Wish I knew also, I had the geese for a while and chased them with the 4 wheeler and they would take off and then land right behind me again, but lately they have sort of moved on so now we are down to turkeys-dear and pheasants and now the river going up so maybe we will flush them all out
 
The geese seem to do the most damage, however the deer are right up with them, fence and some odorous material like old highly perfumed soap, moth balls solve that problem around the garden.

Geese are unreal here, they are not native, yet 30 of em reside in our 20 acre pond, they brood their young and turn into destructive grazing monsters immediately. They nip all the corn, can really clean off the tops of oats in short order, but with some harassment, not much damage is really done, unless you do nothing to keep after em. Cat & mouse, you shoot, they leave, they come back, hide behind a knoll, you find em again, shoot, they leave, harass, take and capture their young, hold em up and make em really mad, thinking that will keep em out, nope, best thing is to wipe a bunch out, take the breast meat if so inclined or leave em, coyote, fox and what have you will come in and be around, they get some at night, but they still show up.

I have never found a way to rid them, never been able to oil the eggs when it needs to be done, not sure about scarecrow and enemy decoys, they get used to everything, I've shot one and left it in plain sight, that does not work either.

What gets me is they will reside in a fallow field, with little grazing, maybe cause its open, not high grasses, weeds, same part of that field where I plant forage for deer, it was mold board plowed and not even disc'd, they are right in that area, once they wiped out a clover patch, years back, that started the war, NYSDEC depradation permits etc. The sight of them in any planted field makes you sick, they have the complete run of 30 acres of corn adjacent to the pond this year and have nipped the tops, but I don't think it will amount to much as the corn seems to be ok with it at the 4 leaf stage which is where its at, they are getting ready to spray soon.

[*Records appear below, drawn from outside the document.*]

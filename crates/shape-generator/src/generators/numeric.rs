//! Numeric value generators.

use rand::Rng;
use shape_core::defaults::DEFAULT_COMPLEX_RANGE;
use shape_core::{
    Complex, ComplexConfig, ComplexWidth, FloatConfig, FloatWidth, IntConfig, IntWidth, UintConfig,
    UintWidth, Value,
};

/// Generate a random signed integer in `[min, max]` (inclusive).
///
/// Returns zero when `max` is not positive or the range is empty after
/// clamping to the target width. The sign, zero, parity, multiple-of and
/// membership fields are not consulted.
pub fn generate_int<R: Rng>(rng: &mut R, config: &IntConfig) -> Value {
    if config.max <= 0 || config.min > config.max {
        tracing::debug!(
            min = config.min,
            max = config.max,
            "degenerate int range, using zero"
        );
        return int_value(config.width, 0);
    }

    let (lo, hi) = config.width.bounds();
    let min = config.min.max(lo);
    let max = config.max.min(hi);
    if min > max {
        tracing::debug!(
            min = config.min,
            max = config.max,
            width = ?config.width,
            "int range outside target width, using zero"
        );
        return int_value(config.width, 0);
    }

    int_value(config.width, rng.gen_range(min..=max))
}

/// Generate a random unsigned integer in `[min, max]` (inclusive).
///
/// Returns zero when `max` is zero or the range is empty after clamping to
/// the target width. The `signed` flag does not change the value.
pub fn generate_uint<R: Rng>(rng: &mut R, config: &UintConfig) -> Value {
    let max = config.max.min(config.width.max_value());
    if config.max == 0 || config.min > max {
        tracing::debug!(
            min = config.min,
            max = config.max,
            "degenerate uint range, using zero"
        );
        return uint_value(config.width, 0);
    }

    uint_value(config.width, rng.gen_range(config.min..=max))
}

/// Generate a random float in `[min, max)`.
///
/// Returns zero when `max <= min`. The classification and precision fields
/// are not consulted.
pub fn generate_float<R: Rng>(rng: &mut R, config: &FloatConfig) -> Value {
    let value = draw_float(rng, config.min, config.max).unwrap_or_else(|| {
        tracing::debug!(
            min = config.min,
            max = config.max,
            "degenerate float range, using zero"
        );
        0.0
    });

    match config.width {
        FloatWidth::F32 => Value::Float32(value as f32),
        FloatWidth::F64 => Value::Float64(value),
    }
}

/// Generate a random complex number with independent real and imaginary parts.
///
/// An axis with `max <= min` is drawn from `[-10, 10)` instead, independently
/// of the other axis. `max_magnitude` is not consulted.
pub fn generate_complex<R: Rng>(rng: &mut R, config: &ComplexConfig) -> Value {
    let (re_min, re_max) = axis_range(config.real_min, config.real_max);
    let (im_min, im_max) = axis_range(config.imag_min, config.imag_max);

    let re = draw_float(rng, re_min, re_max).unwrap_or_default();
    let im = draw_float(rng, im_min, im_max).unwrap_or_default();

    match config.width {
        ComplexWidth::C64 => Value::Complex64(Complex::new(re as f32, im as f32)),
        ComplexWidth::C128 => Value::Complex128(Complex::new(re, im)),
    }
}

/// Linear interpolation of a uniform `[0, 1)` sample over `[min, max)`.
///
/// `None` when the range is empty or a bound is NaN.
fn draw_float<R: Rng>(rng: &mut R, min: f64, max: f64) -> Option<f64> {
    if min.is_nan() || max.is_nan() || max <= min {
        return None;
    }

    let t: f64 = rng.gen();
    let span = max - min;
    if span.is_finite() {
        Some(min + t * span)
    } else {
        // Span overflows for bounds near the type limits
        Some(min * (1.0 - t) + max * t)
    }
}

fn axis_range(min: f64, max: f64) -> (f64, f64) {
    if max > min {
        (min, max)
    } else {
        DEFAULT_COMPLEX_RANGE
    }
}

// Callers keep `value` within the width's bounds.
fn int_value(width: IntWidth, value: i64) -> Value {
    match width {
        IntWidth::I8 => Value::Int8(value as i8),
        IntWidth::I16 => Value::Int16(value as i16),
        IntWidth::I32 => Value::Int32(value as i32),
        IntWidth::I64 => Value::Int64(value),
    }
}

fn uint_value(width: UintWidth, value: u64) -> Value {
    match width {
        UintWidth::U8 => Value::Uint8(value as u8),
        UintWidth::U16 => Value::Uint16(value as u16),
        UintWidth::U32 => Value::Uint32(value as u32),
        UintWidth::U64 => Value::Uint64(value),
    }
}
//! Generation integration tests.
//!
//! These tests drive the engine through its public facade the way fuzz and
//! property drivers do:
//! 1. Build a catalog (defaults, code overrides or a YAML fixture)
//! 2. Generate values for shape descriptors with a fixed seed
//! 3. Check the values against the declared constraints

mod composite;
mod dispatch;
mod leaf;

use shapegen::{Shape, Value};

pub const SEED: u64 = 42;

pub fn init_tracing() {
    tracing_subscriber::fmt()
        .with_env_filter(tracing_subscriber::EnvFilter::from_default_env())
        .with_test_writer()
        .try_init()
        .ok();
}

pub fn assert_conforms(value: &Value, shape: &Shape) {
    assert!(
        value.conforms_to(shape),
        "value {} does not conform to {shape}",
        serde_json::to_string(value).unwrap()
    );
}
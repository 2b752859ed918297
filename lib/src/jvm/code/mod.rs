//! Bytecode representation, decoding, and encoding
//!
//! ### Structure
//!
//! Despite being pushed off into [just another method attribute](crate::jvm::class_file::Code),
//! the bytecode is arguably the most important part of the class file - it contains the actual
//! executable instructions. We split up the [list of bytecode instructions][0] into two groups:
//!
//!   - [`Instruction`] for straight-line instructions
//!   - [`BranchInstruction`] for instructions that may jump somewhere or end control flow
//!
//! A decoded method body is a [`MethodCode`]: a flat sequence of [`CodeItem`]s in which jump
//! targets, exception ranges, and local variable ranges are all expressed as [`SynLabel`]s
//! rather than bytecode offsets. That makes it possible to splice new items anywhere without
//! having to fix up offsets by hand.
//!
//! ### Encoding
//!
//! [`MethodCode::encode`] turns the items back into a `Code` attribute. This is where the hard
//! work happens: frames are inferred (see [`crate::jvm::verifier`]), oversized jumps are widened,
//! unreachable code gets neutralized, and `StackMapTable`, `LineNumberTable`, and
//! `LocalVariableTable` attributes are regenerated to match the new offsets.
//!
//! [0]: https://docs.oracle.com/javase/specs/jvms/se18/html/jvms-6.html#jvms-6.5

mod decode;
mod encode;
mod instruction;
mod jump_encoding;
mod label;
mod operands;

pub use encode::*;
pub use instruction::*;
pub use label::*;
pub use operands::*;

use crate::jvm::class_file::Utf8ConstantIndex;
use crate::jvm::BinaryName;
use std::collections::HashMap;

/// One element of a decoded method body
#[derive(Clone, Debug, PartialEq)]
pub enum CodeItem {
    /// Marks the position of the next instruction
    Label(SynLabel),

    /// Source line of the instructions that follow
    LineNumber(u16),

    Instruction(SymInstruction),
    Branch(BranchInstruction<SynLabel>),
}

/// Entry in the exception table
#[derive(Clone, Debug, PartialEq, Eq)]
pub struct TryCatchBlock {
    /// Start of the protected range (inclusive)
    pub start: SynLabel,

    /// End of the protected range (exclusive)
    pub end: SynLabel,

    pub handler: SynLabel,

    /// Class of exceptions caught (`None` catches everything)
    pub catch_type: Option<BinaryName>,
}

/// Entry in a `LocalVariableTable` or `LocalVariableTypeTable`
///
/// Names and descriptors stay as indices into the original constant pool, which is kept intact
/// when the class is rewritten.
#[derive(Clone, Debug, PartialEq, Eq)]
pub struct LocalVariableRange {
    pub start: SynLabel,
    pub end: SynLabel,
    pub name_index: Utf8ConstantIndex,

    /// Field descriptor (or signature, for a `LocalVariableTypeTable` entry)
    pub descriptor_index: Utf8ConstantIndex,
    pub index: u16,
    pub is_type_table: bool,
}

/// Method body as a flat stream of labels and instructions
#[derive(Clone, Debug, Default)]
pub struct MethodCode {
    pub items: Vec<CodeItem>,
    pub exception_handlers: Vec<TryCatchBlock>,
    pub local_variables: Vec<LocalVariableRange>,

    /// Generator for labels that don't clash with any label already in the method
    pub labels: SynLabelGenerator,
}

impl MethodCode {
    pub fn new() -> MethodCode {
        MethodCode::default()
    }

    /// Get a label that is not used anywhere else in the method
    pub fn fresh_label(&mut self) -> SynLabel {
        self.labels.fresh_label()
    }

    /// Position in `items` of every label
    pub fn label_positions(&self) -> HashMap<SynLabel, usize> {
        self.items
            .iter()
            .enumerate()
            .filter_map(|(position, item)| match item {
                CodeItem::Label(label) => Some((*label, position)),
                _ => None,
            })
            .collect()
    }
}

PS, I have a .22 WMR dedicated to their cause, little more wallop than the .17, but that .17 like my friend has in a savage with real tight groups makes a head shot real easy, darned things are just relentless around here, was great when we did not have them, and rarely saw them in the sky, in the fall thousands of them pass through.
 
I found out, almost, the hard way it is a federal ofense to shoot them. Something about being a migrant bird that crosses state lines. But I found they hate noise so if you shoot your 12 ga, not at them, but maybe around them a few times they will find somewhere else to hang out.
 
Dogs or pigs are probably the most legal way to discourage their residence. They tend not to want to land if there're things living there that tend to want to eat them. The trick is you have to be preemptive if they land and set up housekeeping the tree huggers can do everything short of deeding you land over to them, but if they never land no harm no foul.
 
Happened to me like that too. Were returning home to the northland and needed some chow. Worked over my wheat patch for a couple of days and left.

Funny when you are hunting them, no where is sight and spook at the slightest motion.

These guys would just circle the patch at about 50' till I gave up and left, landed and resumed their activities.

Mark
 
Local town has bought 2 propane cannons to one area where the geese have gotten bad. There has been more wrecks in this one area where they cross with there young in the last year than there were in the rest of the county last year. Seems to be working for now, but Im sure they will be back.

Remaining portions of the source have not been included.